Tiller Length

Thread starter #1
I've had my Capri for about a year and have really enjoyed the spirited little lady. In fact, I named her "Sobriety Test" since you've got to be at the top of your game to sail her when the breeze is up.

This weekend I was sailing with my fishing/sailing buddy and he made the comment that he thought the tiller was too long. After some reflection, I agree. With the hiking stick, you can pretty much captain her from a lot of positions. With the full length tiller, you are very cramped between the barney post and the end of the tiller. Cutting off about one foot would expand the cockpit size considerably.

Has anyone done this? If so, were you pleased with the results?

On a side note, I was watching the RNC last night and saw a commercial that looked like a Capri 14.2 in the background tied up to a dock. I don't remember the sponsor but it had a black man and his daughter with a bunch of floats jumping into a shallow lake. Did anyone else catch this?
I agree with the tiller length by the way... I am getting old, and fatter by the minute, and it is sometimes a bear to deal with all the lines single handed while tripping over them during a tack. The tiller usually winds up in parts unknown, or jabbing me in the side.

I too was out yesterday, in really squirrly winds, thinking the same thing. I hate to do it though, since I just refinished my tiller. Shaving 4 inches off the length, and moving the hiking stick back correspondingly, would give the skipper a lot more room, with little lost in steering, but it'd also ruin my glossy smooth brightwork!

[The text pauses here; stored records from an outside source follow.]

//! Year-over-year and CAGR derivation over one club's financial records.
//!
//! Pure functions over their inputs. Nothing is cached: callers recompute from
//! the stored records on every request, and the stored `revenue_yoy` column is
//! never consulted.

use crate::models::{DerivedMetric, FinancialRecord};

/// Order records by year and annotate each with its change from the previous
/// record.
///
/// Input order is irrelevant; equal years keep their input order and are not
/// deduplicated. "Previous" means the preceding record after sorting, so gaps
/// between seasons are treated as adjacent. The first record has no change.
/// `yoy_percentage` is `None` whenever the previous revenue is exactly zero.
pub fn derive_yoy(records: &[FinancialRecord]) -> Vec<DerivedMetric> {
    let mut sorted: Vec<&FinancialRecord> = records.iter().collect();
    sorted.sort_by_key(|r| r.year);

    let mut out: Vec<DerivedMetric> = Vec::with_capacity(sorted.len());
    for record in sorted {
        let revenue = record.revenue_value();
        let (yoy_change, yoy_percentage) = match out.last() {
            None => (None, None),
            Some(prev) => {
                let change = revenue - prev.revenue;
                let pct = (prev.revenue != 0.0).then(|| change / prev.revenue * 100.0);
                (Some(change), pct)
            }
        };

        out.push(DerivedMetric {
            club_id: record.club_id,
            year: record.year,
            revenue,
            ebitda: record.ebitda_value(),
            wages: record.wages_value(),
            yoy_change,
            yoy_percentage,
        });
    }
    out
}

/// Compound annual revenue growth, in percent, between the earliest and
/// latest record.
///
/// `None` for fewer than two records, a non-positive first or last revenue,
/// or a zero year span.
pub fn compute_cagr(records: &[FinancialRecord]) -> Option<f64> {
    let first = records.iter().min_by_key(|r| r.year)?;
    let last = records.iter().max_by_key(|r| r.year)?;
    if records.len() < 2 {
        return None;
    }
    cagr_between(
        (first.year, first.revenue_value()),
        (last.year, last.revenue_value()),
    )
}

/// [`compute_cagr`] over an already derived series.
///
/// The series need not be sorted.
pub fn compute_cagr_from_metrics(metrics: &[DerivedMetric]) -> Option<f64> {
    let first = metrics.iter().min_by_key(|m| m.year)?;
    let last = metrics.iter().max_by_key(|m| m.year)?;
    if metrics.len() < 2 {
        return None;
    }
    cagr_between((first.year, first.revenue), (last.year, last.revenue))
}

fn cagr_between(
    (first_year, first_revenue): (i32, f64),
    (last_year, last_revenue): (i32, f64),
) -> Option<f64> {
    if first_revenue <= 0.0 || last_revenue <= 0.0 {
        return None;
    }
    let span = last_year - first_year;
    if span <= 0 {
        tracing::debug!(first_year, last_year, "CAGR refused for empty year span");
        return None;
    }
    let growth = ((last_revenue / first_revenue).powf(1.0 / f64::from(span)) - 1.0) * 100.0;
    growth.is_finite().then_some(growth)
}
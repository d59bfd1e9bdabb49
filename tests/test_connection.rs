//! Connection integration tests: SQL execution, seed loading, type conversion.

mod common;

use clubfin_sdk::{ClubfinError, Connection, SeedManager};
use flate2::write::GzEncoder;
use flate2::Compression;
use std::fs;
use std::io::Write;
use std::path::Path;

fn empty_connection(dir: &Path) -> Connection {
    let seeds = SeedManager::new(Some(dir.to_path_buf())).unwrap();
    Connection::new(seeds).unwrap()
}

fn write_lines(path: &Path, rows: &[serde_json::Value]) {
    let body: String = rows
        .iter()
        .map(|r| format!("{}\n", serde_json::to_string(r).unwrap()))
        .collect();
    fs::write(path, body).unwrap();
}

// ---------------------------------------------------------------------------
// execute / execute_scalar
// ---------------------------------------------------------------------------

#[test]
fn execute_with_params() {
    let (conn, _tmp) = common::setup_sample_db();

    let rows = conn
        .execute(
            "SELECT name FROM clubs WHERE country = ? ORDER BY name",
            &["England".to_string()],
        )
        .unwrap();
    assert_eq!(rows.len(), 4);
    assert_eq!(rows[0]["name"], "Arsenal");
}

#[test]
fn execute_scalar_returns_first_value_or_none() {
    let (conn, _tmp) = common::setup_sample_db();

    let cnt = conn.execute_scalar("SELECT COUNT(*) FROM clubs", &[]).unwrap();
    assert_eq!(cnt.unwrap().as_i64(), Some(5));

    let none = conn
        .execute_scalar("SELECT id FROM clubs WHERE name = ?", &["Nobody".to_string()])
        .unwrap();
    assert!(none.is_none());
}

#[test]
fn execute_into_deserializes_rows() {
    let (conn, _tmp) = common::setup_sample_db();

    #[derive(serde::Deserialize, Debug)]
    struct Row {
        id: i64,
        name: String,
    }

    let rows: Vec<Row> = conn
        .execute_into("SELECT id, name FROM clubs ORDER BY id", &[])
        .unwrap();
    assert_eq!(rows.len(), 5);
    assert_eq!(rows[0].id, 1);
    assert_eq!(rows[0].name, "Manchester United");
}

// ---------------------------------------------------------------------------
// Type conversions
// ---------------------------------------------------------------------------

#[test]
fn decimal_and_null_values_convert() {
    let (conn, _tmp) = common::setup_sample_db();

    let rows = conn
        .execute(
            "SELECT CAST(583.25 AS DECIMAL(10, 2)) AS revenue, NULL AS wages, TRUE AS flag",
            &[],
        )
        .unwrap();
    assert!((rows[0]["revenue"].as_f64().unwrap() - 583.25).abs() < 1e-9);
    assert!(rows[0]["wages"].is_null());
    assert_eq!(rows[0]["flag"], true);
}

// ---------------------------------------------------------------------------
// Table registration
// ---------------------------------------------------------------------------

#[test]
fn register_table_replaces_existing_table() {
    let tmp_dir = tempfile::tempdir().unwrap();
    let conn = empty_connection(tmp_dir.path());

    common::write_ndjson_and_register(&conn, "clubs", &[serde_json::json!({"id": 1, "name": "Old"})]);
    common::write_ndjson_and_register(&conn, "clubs", &[serde_json::json!({"id": 2, "name": "New"})]);

    let rows = conn.execute("SELECT * FROM clubs", &[]).unwrap();
    assert_eq!(rows.len(), 1);
    assert_eq!(rows[0]["name"], "New");
}

#[test]
fn tables_tracks_registrations() {
    let (conn, _tmp) = common::setup_sample_db();

    assert_eq!(conn.tables(), vec!["club_financials", "clubs"]);
    assert!(conn.has_table("clubs"));
}

#[test]
fn reset_forgets_seed_tables_and_keeps_direct_ones() {
    let tmp_dir = tempfile::tempdir().unwrap();
    write_lines(&tmp_dir.path().join("clubs.ndjson"), &common::club_rows());
    let conn = empty_connection(tmp_dir.path());

    conn.ensure_tables(&["clubs"]).unwrap();
    common::write_ndjson_and_register(&conn, "club_financials", &common::financial_rows());
    assert_eq!(conn.tables(), vec!["club_financials", "clubs"]);

    conn.reset_tables();
    assert_eq!(conn.tables(), vec!["club_financials"]);
    assert!(!conn.has_table("clubs"));
}

#[test]
fn raw_provides_access_to_underlying_duckdb_connection() {
    let (conn, _tmp) = common::setup_sample_db();

    conn.raw()
        .execute_batch("CREATE TABLE raw_test (id INTEGER, value TEXT); INSERT INTO raw_test VALUES (1, 'hello')")
        .unwrap();

    let rows = conn.execute("SELECT * FROM raw_test", &[]).unwrap();
    assert_eq!(rows[0]["value"], "hello");
}

// ---------------------------------------------------------------------------
// Seed loading
// ---------------------------------------------------------------------------

#[test]
fn ensure_tables_loads_plain_seed_file() {
    let tmp_dir = tempfile::tempdir().unwrap();
    write_lines(&tmp_dir.path().join("clubs.ndjson"), &common::club_rows());
    let conn = empty_connection(tmp_dir.path());

    assert!(!conn.has_table("clubs"));
    conn.ensure_tables(&["clubs"]).unwrap();
    assert!(conn.has_table("clubs"));

    let cnt = conn.execute_scalar("SELECT COUNT(*) FROM clubs", &[]).unwrap();
    assert_eq!(cnt.unwrap().as_i64(), Some(5));
}

#[test]
fn ensure_tables_loads_gzipped_seed_file() {
    let tmp_dir = tempfile::tempdir().unwrap();
    let file = fs::File::create(tmp_dir.path().join("club_financials.ndjson.gz")).unwrap();
    let mut encoder = GzEncoder::new(file, Compression::default());
    for row in common::financial_rows() {
        writeln!(encoder, "{}", serde_json::to_string(&row).unwrap()).unwrap();
    }
    encoder.finish().unwrap();

    let conn = empty_connection(tmp_dir.path());
    conn.ensure_tables(&["club_financials"]).unwrap();

    let cnt = conn
        .execute_scalar("SELECT COUNT(*) FROM club_financials", &[])
        .unwrap();
    assert_eq!(cnt.unwrap().as_i64(), Some(9));
}

#[test]
fn missing_seed_file_is_not_found() {
    let tmp_dir = tempfile::tempdir().unwrap();
    let conn = empty_connection(tmp_dir.path());

    let err = conn.ensure_tables(&["clubs"]).unwrap_err();
    assert!(matches!(err, ClubfinError::NotFound(msg) if msg.contains("clubs.ndjson")));
}

#[test]
fn unknown_table_is_not_found() {
    let tmp_dir = tempfile::tempdir().unwrap();
    let conn = empty_connection(tmp_dir.path());

    assert!(matches!(
        conn.ensure_tables(&["players"]),
        Err(ClubfinError::NotFound(_))
    ));
}
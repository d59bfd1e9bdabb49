//! Derived metric queries over the sample DuckDB tables.

mod common;

use clubfin_sdk::queries::MetricsQuery;
use clubfin_sdk::{ClubfinError, CurrencyTable};
use common::{ARSENAL, BARCELONA, MAN_UNITED, NORTHSIDE};

#[test]
fn time_series_is_year_ordered_with_yoy() {
    let (conn, _tmp) = common::setup_sample_db();
    let currencies = CurrencyTable::default();
    let series = MetricsQuery::new(&conn, &currencies).time_series(MAN_UNITED).unwrap();

    let years: Vec<i32> = series.iter().map(|m| m.year).collect();
    assert_eq!(years, vec![2020, 2021, 2022]);
    assert_eq!(series[0].yoy_change, None);
    assert_eq!(series[2].yoy_change, Some(89.0));
    assert!((series[2].yoy_percentage.unwrap() - 18.016).abs() < 0.001);
}

#[test]
fn time_series_for_club_without_records_is_empty() {
    let (conn, _tmp) = common::setup_sample_db();
    let currencies = CurrencyTable::default();
    assert!(MetricsQuery::new(&conn, &currencies)
        .time_series(ARSENAL)
        .unwrap()
        .is_empty());
}

#[test]
fn converted_series_scales_money_but_not_percentages() {
    let (conn, _tmp) = common::setup_sample_db();
    let currencies = CurrencyTable::default();
    let mq = MetricsQuery::new(&conn, &currencies);

    let base = mq.time_series(MAN_UNITED).unwrap();
    let usd = mq.time_series_in(MAN_UNITED, "USD").unwrap();

    assert!((usd[2].revenue - 583.0 * 1.27).abs() < 1e-9);
    assert!((usd[2].yoy_change.unwrap() - 89.0 * 1.27).abs() < 1e-9);
    assert_eq!(usd[1].wages, None);
    assert_eq!(usd[2].yoy_percentage, base[2].yoy_percentage);
}

#[test]
fn converted_series_rejects_unknown_currency() {
    let (conn, _tmp) = common::setup_sample_db();
    let currencies = CurrencyTable::default();
    let result = MetricsQuery::new(&conn, &currencies).time_series_in(MAN_UNITED, "CHF");
    assert!(matches!(result, Err(ClubfinError::UnsupportedCurrency(_))));
}

#[test]
fn cagr_per_club() {
    let (conn, _tmp) = common::setup_sample_db();
    let currencies = CurrencyTable::default();
    let mq = MetricsQuery::new(&conn, &currencies);

    let cagr = mq.cagr(MAN_UNITED).unwrap().unwrap();
    let expected = ((583.0f64 / 509.0).powf(0.5) - 1.0) * 100.0;
    assert!((cagr - expected).abs() < 1e-9);

    assert!((mq.cagr(BARCELONA).unwrap().unwrap() - 9.637).abs() < 0.01);
    assert_eq!(mq.cagr(NORTHSIDE).unwrap(), None);
    assert_eq!(mq.cagr(ARSENAL).unwrap(), None);
}

#[test]
fn summary_has_one_row_per_club() {
    let (conn, _tmp) = common::setup_sample_db();
    let currencies = CurrencyTable::default();
    let rows = MetricsQuery::new(&conn, &currencies).summary("gbp").unwrap();

    assert_eq!(rows.len(), 5);
    assert!(rows.iter().all(|r| r.currency == "GBP"));

    let arsenal = &rows[0];
    assert_eq!(arsenal.club_name, "Arsenal");
    assert_eq!(arsenal.seasons, 0);
    assert_eq!(arsenal.latest_year, None);
    assert_eq!(arsenal.cagr, None);

    let united = rows.iter().find(|r| r.club_id == MAN_UNITED).unwrap();
    assert_eq!(united.seasons, 3);
    assert_eq!(united.latest_year, Some(2022));
    assert_eq!(united.latest_revenue, Some(583.0));
    assert!(united.cagr.is_some());
}

#[test]
fn summary_converts_latest_revenue() {
    let (conn, _tmp) = common::setup_sample_db();
    let currencies = CurrencyTable::default();
    let rows = MetricsQuery::new(&conn, &currencies).summary("EUR").unwrap();

    let barca = rows.iter().find(|r| r.club_id == BARCELONA).unwrap();
    assert!((barca.latest_revenue.unwrap() - 638.2 * 1.17).abs() < 1e-9);
}
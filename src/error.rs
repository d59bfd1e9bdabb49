/// Failures of the revenue question pipeline.
///
/// Each variant is user-facing and deterministic: asking the same question
/// against the same data fails the same way, so none of them are retried.
#[derive(Debug, Clone, PartialEq, Eq, thiserror::Error)]
pub enum QueryError {
    #[error("Please include a year between 2000 and 2099 in your question")]
    MissingYear,

    #[error("Could not find a club name in your question")]
    MissingClubName,

    #[error("Club '{name}' not found")]
    ClubNotFound { name: String },

    #[error("No financial data for {club} in {year}")]
    YearDataNotFound { club: String, year: i32 },

    /// Internal guard: a non-first season without a computed change means the
    /// derived series is inconsistent.
    #[error("Year-over-year change unavailable for {club} in {year}")]
    YoYCalculationUnavailable { club: String, year: i32 },
}

impl QueryError {
    /// Stable machine-readable code for transports.
    pub fn kind(&self) -> &'static str {
        match self {
            QueryError::MissingYear => "missing_year",
            QueryError::MissingClubName => "missing_club_name",
            QueryError::ClubNotFound { .. } => "club_not_found",
            QueryError::YearDataNotFound { .. } => "year_data_not_found",
            QueryError::YoYCalculationUnavailable { .. } => "yoy_calculation_unavailable",
        }
    }
}

#[derive(Debug, thiserror::Error)]
pub enum ClubfinError {
    #[error("DuckDB error: {0}")]
    DuckDb(#[from] duckdb::Error),

    #[error("IO error: {0}")]
    Io(#[from] std::io::Error),

    #[error("JSON error: {0}")]
    Json(#[from] serde_json::Error),

    #[error("Not found: {0}")]
    NotFound(String),

    #[error("Invalid argument: {0}")]
    InvalidArgument(String),

    #[error("Unsupported currency: {0}")]
    UnsupportedCurrency(String),

    #[error(transparent)]
    Query(#[from] QueryError),
}

pub type Result<T> = std::result::Result<T, ClubfinError>;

Squirrly winds are defined as... Sailing along fully hiked out... on a close haul, and both jib and main backing instantly at once with no course change... the skipper getting a good splashdown, and having to fall off almost 90 degrees to get back onto the same tack!!!! I hate mountain sailing, just for days like that. First trace winds, then 15mph... hey I am good, and can predict puffs by reading the waves and all, but GEESH.
Thread starter #3
I was thinking I might just chuck a 2x2 pine post in the lathe, turn just the end and leave the remaining part square so I could change the length by changing the screw location. If I like the way the modification performs, then I can either modify the existing tiller wood or just purchase another teak or mahagony post and turn it to the desire dimensions.

Another change that I've already made is to fashion a clip out of aluminum and screwed it to the tiller to hold the hiking stick when not in use. I've also found it handy to clip the hiking stick in when coming about since it sometimes has a tendancy to jam into the seat effectively disabling tiller movement in one direction.


New Member
Yes, several years ago, when I got a tiller extension, I cut about 4 inches off the tiller. It helps. On a tack, it's hard to pass the tiller behind your back when it's poking you in the back.

Of course, a shorter tiller won't stop flukey winds, but it won't handicap you either.
removed the forward stop screw

I removed the forward stop and this allowed me to adjust the tiller length as needed. the hiking stick bracket is large enough to stop the tiller from sliding completely out the rear of the mount. Only problem I've had is if I shorten the tiller to far it makes turning difficult when the extended piece smacks against the little 2 hp mounted on the port side. Very rude surprise if you're not paying attention.